[Records from a dataset]
Content starts

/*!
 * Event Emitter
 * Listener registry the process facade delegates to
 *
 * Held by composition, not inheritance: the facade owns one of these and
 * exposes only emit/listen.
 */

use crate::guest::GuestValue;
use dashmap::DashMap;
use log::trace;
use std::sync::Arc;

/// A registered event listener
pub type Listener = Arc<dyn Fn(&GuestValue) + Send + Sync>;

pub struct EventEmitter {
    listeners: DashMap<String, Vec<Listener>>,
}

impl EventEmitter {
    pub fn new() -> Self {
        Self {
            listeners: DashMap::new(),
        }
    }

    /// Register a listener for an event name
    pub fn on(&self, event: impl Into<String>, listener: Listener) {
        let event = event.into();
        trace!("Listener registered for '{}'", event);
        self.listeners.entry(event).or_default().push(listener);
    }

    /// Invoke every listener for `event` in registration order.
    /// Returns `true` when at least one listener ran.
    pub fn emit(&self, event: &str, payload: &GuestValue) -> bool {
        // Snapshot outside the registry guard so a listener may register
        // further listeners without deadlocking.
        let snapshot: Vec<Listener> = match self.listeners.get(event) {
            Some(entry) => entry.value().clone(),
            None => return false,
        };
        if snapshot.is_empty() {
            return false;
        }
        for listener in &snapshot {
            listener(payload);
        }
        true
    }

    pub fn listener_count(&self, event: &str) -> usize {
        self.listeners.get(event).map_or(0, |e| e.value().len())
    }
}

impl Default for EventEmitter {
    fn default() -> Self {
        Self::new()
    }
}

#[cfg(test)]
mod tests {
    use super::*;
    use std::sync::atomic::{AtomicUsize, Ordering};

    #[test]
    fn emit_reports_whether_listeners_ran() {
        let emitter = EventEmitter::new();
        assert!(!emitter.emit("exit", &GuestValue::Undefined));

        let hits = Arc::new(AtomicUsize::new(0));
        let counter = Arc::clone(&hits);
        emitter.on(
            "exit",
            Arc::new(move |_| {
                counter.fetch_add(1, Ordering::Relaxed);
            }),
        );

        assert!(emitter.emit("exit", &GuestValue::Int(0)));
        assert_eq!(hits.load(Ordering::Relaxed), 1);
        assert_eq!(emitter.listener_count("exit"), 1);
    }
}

Content ends

_Work order_
What lines in the entries contain "impl"? Report each one by copying it.

_Response below_
impl EventEmitter {
    pub fn on(&self, event: impl Into<String>, listener: Listener) {
impl Default for EventEmitter {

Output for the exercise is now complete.